• **WHAT TO DO**
Please find all lines in the data that hold the string "tests" and copy them.

• **Stored data entries**
----
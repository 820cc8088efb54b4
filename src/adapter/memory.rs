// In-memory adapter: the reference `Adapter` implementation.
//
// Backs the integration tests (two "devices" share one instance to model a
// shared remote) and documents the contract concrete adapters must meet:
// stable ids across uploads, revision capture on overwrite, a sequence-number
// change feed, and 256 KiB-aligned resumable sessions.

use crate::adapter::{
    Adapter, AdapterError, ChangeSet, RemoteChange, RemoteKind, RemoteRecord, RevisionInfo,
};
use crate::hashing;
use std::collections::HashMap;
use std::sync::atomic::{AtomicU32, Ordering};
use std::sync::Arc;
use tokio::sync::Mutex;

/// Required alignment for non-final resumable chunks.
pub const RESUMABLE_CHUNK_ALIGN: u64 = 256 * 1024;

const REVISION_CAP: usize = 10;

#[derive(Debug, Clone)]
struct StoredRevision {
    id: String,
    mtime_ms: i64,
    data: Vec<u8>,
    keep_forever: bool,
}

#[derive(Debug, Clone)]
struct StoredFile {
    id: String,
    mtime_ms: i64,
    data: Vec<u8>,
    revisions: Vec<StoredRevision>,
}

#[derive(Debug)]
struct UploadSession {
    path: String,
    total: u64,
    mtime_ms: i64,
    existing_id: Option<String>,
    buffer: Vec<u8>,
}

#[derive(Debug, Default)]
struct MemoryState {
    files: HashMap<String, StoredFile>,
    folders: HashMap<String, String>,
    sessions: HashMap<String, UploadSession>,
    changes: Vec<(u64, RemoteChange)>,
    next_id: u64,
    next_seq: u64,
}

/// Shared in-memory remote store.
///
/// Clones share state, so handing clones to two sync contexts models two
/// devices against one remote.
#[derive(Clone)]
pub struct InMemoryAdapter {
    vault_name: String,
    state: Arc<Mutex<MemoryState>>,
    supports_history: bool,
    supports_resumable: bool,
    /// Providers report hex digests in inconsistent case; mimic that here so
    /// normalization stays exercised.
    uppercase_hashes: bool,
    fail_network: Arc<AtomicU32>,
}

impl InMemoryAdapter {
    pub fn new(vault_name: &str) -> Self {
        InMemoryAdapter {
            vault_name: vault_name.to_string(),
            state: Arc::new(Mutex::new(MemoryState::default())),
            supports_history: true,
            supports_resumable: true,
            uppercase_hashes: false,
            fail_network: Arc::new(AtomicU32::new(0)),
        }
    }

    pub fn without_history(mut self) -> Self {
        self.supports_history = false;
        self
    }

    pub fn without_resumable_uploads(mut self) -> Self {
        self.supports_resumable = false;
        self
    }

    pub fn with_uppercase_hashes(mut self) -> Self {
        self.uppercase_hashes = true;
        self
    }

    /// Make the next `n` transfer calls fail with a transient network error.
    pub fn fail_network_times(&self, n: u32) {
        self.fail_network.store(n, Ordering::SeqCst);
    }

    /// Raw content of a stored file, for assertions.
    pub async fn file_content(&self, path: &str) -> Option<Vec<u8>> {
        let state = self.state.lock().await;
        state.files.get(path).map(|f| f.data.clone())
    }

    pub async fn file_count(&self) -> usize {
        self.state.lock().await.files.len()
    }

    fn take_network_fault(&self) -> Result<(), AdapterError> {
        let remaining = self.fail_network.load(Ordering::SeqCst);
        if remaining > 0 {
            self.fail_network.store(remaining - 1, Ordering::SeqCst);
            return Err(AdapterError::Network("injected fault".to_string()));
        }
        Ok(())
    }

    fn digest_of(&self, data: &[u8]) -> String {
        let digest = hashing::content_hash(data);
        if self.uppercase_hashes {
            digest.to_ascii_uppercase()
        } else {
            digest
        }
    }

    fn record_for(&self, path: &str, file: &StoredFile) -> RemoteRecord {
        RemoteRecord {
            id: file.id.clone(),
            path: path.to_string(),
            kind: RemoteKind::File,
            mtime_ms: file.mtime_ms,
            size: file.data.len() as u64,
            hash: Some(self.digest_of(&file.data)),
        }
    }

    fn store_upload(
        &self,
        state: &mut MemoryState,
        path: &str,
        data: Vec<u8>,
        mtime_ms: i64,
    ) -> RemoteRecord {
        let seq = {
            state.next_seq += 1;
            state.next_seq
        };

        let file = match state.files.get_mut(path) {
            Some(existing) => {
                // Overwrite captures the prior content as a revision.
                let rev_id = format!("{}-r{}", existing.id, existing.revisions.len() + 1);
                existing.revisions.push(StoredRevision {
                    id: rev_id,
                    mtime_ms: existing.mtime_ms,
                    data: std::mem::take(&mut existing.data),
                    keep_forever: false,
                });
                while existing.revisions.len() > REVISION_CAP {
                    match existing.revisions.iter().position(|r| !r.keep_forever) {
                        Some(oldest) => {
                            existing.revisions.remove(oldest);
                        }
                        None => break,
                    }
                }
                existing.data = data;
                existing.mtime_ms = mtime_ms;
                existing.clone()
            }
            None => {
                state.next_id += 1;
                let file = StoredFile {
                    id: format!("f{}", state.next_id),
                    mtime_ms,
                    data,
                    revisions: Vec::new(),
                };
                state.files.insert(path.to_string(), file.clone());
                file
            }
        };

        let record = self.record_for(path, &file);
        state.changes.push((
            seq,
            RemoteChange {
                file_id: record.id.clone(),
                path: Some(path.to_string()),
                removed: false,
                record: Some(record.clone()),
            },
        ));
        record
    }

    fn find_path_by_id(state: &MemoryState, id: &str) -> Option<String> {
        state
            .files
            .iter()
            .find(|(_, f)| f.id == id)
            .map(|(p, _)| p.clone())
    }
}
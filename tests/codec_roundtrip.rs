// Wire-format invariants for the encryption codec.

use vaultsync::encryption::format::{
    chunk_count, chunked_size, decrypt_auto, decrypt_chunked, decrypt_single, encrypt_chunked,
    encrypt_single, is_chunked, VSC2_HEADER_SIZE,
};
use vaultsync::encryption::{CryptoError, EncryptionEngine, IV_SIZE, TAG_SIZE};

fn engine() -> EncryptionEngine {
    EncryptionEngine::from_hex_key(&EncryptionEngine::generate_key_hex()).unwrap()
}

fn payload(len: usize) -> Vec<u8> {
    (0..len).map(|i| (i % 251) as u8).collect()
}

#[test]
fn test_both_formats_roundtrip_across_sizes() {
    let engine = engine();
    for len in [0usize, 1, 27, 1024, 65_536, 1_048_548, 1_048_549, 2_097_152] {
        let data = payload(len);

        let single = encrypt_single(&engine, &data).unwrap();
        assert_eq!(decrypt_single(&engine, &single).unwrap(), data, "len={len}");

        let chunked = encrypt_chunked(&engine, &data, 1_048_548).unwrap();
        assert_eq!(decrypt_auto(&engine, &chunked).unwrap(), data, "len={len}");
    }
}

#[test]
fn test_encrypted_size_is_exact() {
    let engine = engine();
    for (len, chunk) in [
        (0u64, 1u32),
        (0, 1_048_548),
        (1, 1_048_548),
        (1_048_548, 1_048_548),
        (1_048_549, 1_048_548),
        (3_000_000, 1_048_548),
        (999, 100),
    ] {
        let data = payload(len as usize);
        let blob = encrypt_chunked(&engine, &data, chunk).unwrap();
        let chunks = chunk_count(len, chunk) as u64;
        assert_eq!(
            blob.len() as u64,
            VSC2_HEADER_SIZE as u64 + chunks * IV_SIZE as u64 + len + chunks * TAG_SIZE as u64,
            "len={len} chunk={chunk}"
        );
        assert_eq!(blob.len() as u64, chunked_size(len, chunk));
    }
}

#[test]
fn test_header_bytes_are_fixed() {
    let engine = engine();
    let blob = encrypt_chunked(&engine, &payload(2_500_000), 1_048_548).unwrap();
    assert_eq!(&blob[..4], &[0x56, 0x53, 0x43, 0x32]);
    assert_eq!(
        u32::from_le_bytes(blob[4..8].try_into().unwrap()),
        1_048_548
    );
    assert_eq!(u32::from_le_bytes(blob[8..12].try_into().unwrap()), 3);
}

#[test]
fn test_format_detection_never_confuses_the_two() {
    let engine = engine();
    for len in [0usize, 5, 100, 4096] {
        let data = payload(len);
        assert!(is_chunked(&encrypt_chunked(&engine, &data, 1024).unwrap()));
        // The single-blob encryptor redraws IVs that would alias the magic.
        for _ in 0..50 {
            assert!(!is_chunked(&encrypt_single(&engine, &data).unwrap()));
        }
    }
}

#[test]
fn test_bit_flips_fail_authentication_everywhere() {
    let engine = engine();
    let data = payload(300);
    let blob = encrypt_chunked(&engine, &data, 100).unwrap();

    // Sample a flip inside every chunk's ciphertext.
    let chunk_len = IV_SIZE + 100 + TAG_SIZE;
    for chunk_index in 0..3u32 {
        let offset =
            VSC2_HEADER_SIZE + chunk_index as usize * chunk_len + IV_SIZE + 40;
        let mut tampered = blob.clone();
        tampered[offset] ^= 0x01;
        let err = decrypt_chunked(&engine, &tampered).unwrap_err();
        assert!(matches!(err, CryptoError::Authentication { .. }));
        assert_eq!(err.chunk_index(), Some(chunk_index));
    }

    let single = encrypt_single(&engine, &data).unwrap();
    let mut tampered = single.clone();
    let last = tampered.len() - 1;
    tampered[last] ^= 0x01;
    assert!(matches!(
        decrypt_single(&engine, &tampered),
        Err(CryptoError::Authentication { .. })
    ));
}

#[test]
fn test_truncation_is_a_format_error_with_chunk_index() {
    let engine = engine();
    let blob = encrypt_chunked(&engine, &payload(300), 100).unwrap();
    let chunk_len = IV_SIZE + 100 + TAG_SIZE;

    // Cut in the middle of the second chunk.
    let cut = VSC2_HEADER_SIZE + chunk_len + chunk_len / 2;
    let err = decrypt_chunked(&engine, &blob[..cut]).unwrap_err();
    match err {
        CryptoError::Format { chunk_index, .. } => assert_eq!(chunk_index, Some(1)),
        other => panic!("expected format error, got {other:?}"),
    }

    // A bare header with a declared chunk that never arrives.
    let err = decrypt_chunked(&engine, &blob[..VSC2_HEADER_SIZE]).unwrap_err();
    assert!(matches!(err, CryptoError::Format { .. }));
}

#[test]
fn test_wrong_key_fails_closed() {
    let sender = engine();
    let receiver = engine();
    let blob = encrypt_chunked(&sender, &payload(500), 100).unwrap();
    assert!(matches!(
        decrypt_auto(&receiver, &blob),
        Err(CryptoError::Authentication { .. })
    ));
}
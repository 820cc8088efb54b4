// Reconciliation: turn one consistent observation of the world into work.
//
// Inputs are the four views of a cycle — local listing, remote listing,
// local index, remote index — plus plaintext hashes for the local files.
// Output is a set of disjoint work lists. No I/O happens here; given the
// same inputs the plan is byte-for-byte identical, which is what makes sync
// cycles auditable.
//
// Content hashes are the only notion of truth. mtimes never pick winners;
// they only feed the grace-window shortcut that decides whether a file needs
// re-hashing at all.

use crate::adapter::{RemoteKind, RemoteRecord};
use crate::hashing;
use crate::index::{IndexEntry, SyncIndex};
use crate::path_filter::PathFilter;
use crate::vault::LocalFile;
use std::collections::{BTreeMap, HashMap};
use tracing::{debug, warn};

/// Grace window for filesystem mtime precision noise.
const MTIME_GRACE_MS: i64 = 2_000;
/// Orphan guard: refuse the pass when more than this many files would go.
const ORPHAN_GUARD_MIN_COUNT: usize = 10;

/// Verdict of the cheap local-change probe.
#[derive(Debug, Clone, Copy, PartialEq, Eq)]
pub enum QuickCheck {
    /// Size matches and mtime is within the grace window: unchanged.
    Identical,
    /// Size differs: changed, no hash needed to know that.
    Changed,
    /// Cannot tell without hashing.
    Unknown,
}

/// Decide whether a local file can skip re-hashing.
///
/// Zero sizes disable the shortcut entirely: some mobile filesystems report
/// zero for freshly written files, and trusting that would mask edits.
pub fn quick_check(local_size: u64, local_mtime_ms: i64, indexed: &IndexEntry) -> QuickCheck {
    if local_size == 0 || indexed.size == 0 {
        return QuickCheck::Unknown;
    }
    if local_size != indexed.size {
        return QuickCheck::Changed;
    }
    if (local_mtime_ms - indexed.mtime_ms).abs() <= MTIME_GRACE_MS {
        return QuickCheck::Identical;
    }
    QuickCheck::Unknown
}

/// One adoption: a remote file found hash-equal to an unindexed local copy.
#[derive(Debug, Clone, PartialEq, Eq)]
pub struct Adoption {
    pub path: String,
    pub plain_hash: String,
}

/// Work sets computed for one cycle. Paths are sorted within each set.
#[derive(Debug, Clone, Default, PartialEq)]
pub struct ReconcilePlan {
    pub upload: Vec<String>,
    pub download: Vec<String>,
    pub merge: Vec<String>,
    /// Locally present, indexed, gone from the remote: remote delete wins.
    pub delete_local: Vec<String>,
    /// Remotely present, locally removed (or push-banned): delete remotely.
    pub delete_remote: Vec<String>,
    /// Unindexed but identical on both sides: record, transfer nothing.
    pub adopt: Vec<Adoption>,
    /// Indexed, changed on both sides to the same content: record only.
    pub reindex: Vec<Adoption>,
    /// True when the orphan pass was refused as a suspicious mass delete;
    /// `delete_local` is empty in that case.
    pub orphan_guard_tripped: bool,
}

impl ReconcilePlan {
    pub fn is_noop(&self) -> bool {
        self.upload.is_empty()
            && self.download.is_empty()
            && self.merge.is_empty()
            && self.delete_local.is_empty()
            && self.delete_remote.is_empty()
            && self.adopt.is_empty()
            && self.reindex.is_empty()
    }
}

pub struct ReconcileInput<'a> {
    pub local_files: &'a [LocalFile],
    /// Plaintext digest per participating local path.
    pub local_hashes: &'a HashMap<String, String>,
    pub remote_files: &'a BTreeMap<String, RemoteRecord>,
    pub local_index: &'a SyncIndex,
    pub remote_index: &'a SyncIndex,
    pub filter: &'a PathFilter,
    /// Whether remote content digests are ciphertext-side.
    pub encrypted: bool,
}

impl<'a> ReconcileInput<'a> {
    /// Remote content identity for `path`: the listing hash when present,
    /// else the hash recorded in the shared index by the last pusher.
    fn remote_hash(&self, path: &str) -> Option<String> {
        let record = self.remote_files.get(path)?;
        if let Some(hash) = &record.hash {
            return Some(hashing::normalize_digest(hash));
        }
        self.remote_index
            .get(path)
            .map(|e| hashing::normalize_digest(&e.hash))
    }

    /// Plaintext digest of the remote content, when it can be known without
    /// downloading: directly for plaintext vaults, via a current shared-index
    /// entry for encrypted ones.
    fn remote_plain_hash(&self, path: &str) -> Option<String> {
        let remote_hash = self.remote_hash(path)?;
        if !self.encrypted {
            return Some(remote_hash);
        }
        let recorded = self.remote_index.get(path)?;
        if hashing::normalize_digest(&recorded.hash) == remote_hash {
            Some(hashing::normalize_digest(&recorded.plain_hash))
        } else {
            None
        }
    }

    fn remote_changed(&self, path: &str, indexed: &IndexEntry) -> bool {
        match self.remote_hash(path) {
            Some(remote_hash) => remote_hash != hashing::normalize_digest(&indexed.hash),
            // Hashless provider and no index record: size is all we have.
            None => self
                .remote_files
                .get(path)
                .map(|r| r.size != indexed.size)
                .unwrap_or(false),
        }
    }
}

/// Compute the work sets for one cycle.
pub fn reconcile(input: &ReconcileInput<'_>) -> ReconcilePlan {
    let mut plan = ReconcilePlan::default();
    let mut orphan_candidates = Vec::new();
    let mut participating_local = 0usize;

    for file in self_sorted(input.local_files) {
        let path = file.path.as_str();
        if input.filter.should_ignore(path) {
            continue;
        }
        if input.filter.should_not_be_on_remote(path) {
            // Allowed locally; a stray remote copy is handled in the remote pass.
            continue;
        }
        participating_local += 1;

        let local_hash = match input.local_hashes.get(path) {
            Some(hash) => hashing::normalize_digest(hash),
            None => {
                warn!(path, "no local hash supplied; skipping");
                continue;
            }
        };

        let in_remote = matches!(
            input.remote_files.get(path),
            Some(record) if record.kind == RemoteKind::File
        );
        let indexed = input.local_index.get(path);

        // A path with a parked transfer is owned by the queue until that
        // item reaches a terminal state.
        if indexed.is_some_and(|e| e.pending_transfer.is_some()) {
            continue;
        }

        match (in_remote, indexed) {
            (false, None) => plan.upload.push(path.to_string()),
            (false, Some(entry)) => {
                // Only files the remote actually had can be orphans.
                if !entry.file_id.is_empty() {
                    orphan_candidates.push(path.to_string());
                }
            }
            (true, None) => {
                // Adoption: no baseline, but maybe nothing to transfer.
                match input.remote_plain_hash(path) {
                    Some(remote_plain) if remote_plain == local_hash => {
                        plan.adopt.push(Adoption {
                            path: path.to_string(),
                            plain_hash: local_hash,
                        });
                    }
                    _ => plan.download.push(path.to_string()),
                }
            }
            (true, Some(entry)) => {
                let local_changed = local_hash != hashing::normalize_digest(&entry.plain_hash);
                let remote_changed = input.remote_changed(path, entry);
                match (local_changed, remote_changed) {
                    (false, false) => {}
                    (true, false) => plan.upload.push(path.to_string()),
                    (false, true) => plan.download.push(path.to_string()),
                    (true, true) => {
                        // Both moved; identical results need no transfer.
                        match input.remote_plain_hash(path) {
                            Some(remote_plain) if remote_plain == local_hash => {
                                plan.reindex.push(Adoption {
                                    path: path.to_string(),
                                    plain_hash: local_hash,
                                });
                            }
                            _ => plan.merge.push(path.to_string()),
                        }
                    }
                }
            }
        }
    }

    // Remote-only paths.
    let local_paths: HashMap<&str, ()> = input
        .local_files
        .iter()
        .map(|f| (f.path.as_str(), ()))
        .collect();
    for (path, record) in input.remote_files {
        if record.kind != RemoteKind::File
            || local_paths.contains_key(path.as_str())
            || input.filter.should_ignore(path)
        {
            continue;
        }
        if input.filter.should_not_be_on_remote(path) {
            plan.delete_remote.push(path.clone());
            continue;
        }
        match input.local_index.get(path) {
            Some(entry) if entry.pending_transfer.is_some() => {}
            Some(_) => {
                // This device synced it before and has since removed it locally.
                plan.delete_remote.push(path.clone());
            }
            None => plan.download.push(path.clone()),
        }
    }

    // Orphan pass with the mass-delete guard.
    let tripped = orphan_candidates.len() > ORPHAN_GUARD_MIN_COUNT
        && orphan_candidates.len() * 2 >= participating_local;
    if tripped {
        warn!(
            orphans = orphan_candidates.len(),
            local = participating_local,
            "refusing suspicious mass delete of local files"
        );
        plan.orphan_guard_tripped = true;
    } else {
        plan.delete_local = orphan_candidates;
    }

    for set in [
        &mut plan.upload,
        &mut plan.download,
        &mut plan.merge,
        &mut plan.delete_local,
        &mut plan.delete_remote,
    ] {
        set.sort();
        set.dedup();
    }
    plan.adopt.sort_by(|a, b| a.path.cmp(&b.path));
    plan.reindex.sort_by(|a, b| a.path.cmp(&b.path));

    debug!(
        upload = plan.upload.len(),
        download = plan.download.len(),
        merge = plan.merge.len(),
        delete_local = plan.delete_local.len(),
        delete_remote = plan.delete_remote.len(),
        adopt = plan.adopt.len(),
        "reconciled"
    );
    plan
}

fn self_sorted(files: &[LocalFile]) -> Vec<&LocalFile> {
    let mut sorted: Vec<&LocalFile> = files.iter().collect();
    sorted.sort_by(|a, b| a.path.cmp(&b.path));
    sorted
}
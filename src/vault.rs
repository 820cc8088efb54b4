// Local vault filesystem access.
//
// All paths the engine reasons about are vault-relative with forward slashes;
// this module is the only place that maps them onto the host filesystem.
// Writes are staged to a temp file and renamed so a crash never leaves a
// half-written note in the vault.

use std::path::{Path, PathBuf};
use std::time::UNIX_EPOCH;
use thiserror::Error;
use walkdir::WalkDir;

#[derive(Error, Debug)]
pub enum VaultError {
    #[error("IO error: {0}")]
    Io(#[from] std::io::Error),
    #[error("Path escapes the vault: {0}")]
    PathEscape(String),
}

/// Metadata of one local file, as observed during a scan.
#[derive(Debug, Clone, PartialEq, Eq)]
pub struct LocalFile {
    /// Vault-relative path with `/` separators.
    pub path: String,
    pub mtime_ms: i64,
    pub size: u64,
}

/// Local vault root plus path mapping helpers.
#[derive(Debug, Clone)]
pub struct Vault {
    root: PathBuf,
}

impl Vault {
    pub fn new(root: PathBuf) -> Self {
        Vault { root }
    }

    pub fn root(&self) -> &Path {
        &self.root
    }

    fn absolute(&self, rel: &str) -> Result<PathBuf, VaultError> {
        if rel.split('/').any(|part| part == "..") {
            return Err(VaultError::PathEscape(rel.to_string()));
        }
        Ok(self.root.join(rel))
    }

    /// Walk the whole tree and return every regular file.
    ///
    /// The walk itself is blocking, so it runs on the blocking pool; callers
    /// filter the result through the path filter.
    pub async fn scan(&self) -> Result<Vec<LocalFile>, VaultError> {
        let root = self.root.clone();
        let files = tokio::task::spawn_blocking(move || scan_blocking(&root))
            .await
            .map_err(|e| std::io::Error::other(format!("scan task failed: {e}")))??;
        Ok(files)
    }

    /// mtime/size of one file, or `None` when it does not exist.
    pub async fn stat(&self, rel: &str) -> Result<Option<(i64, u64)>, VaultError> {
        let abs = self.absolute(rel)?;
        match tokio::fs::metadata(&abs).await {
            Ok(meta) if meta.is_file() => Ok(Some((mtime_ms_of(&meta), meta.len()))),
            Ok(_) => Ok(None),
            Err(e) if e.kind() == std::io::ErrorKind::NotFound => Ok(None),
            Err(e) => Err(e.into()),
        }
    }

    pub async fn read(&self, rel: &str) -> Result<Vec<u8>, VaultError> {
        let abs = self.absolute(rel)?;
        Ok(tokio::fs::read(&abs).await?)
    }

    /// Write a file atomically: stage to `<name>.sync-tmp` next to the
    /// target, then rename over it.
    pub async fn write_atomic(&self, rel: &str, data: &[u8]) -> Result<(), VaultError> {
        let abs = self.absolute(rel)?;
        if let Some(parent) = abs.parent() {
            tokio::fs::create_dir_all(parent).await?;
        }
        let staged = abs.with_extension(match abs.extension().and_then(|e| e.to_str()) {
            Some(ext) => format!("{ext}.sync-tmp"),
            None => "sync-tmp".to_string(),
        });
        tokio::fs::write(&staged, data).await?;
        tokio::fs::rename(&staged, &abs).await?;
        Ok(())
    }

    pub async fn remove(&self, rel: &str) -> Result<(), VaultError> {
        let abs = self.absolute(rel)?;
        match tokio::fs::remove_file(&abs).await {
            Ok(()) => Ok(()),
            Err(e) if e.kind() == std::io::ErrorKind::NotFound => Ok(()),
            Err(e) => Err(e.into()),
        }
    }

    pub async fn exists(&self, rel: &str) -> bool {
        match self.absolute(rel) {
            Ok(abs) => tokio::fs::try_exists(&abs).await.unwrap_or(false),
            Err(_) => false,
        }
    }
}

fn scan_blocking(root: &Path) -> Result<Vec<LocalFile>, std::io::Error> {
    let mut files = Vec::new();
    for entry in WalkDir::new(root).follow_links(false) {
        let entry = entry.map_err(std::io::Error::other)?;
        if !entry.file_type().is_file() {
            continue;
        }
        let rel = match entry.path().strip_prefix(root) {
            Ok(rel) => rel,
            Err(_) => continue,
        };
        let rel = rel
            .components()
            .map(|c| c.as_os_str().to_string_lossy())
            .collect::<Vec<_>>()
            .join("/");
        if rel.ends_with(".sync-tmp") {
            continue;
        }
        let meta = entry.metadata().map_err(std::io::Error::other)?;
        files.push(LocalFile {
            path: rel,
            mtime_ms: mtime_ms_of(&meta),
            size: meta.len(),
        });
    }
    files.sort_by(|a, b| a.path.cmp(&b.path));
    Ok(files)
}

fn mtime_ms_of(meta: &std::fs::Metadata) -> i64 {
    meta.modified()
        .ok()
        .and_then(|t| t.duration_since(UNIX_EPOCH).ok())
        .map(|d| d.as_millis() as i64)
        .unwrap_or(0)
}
----
• **FINISHED EXERCISE**
// Backs the integration tests (two "devices" share one instance to model a
filename tests/codec_roundtrip.rs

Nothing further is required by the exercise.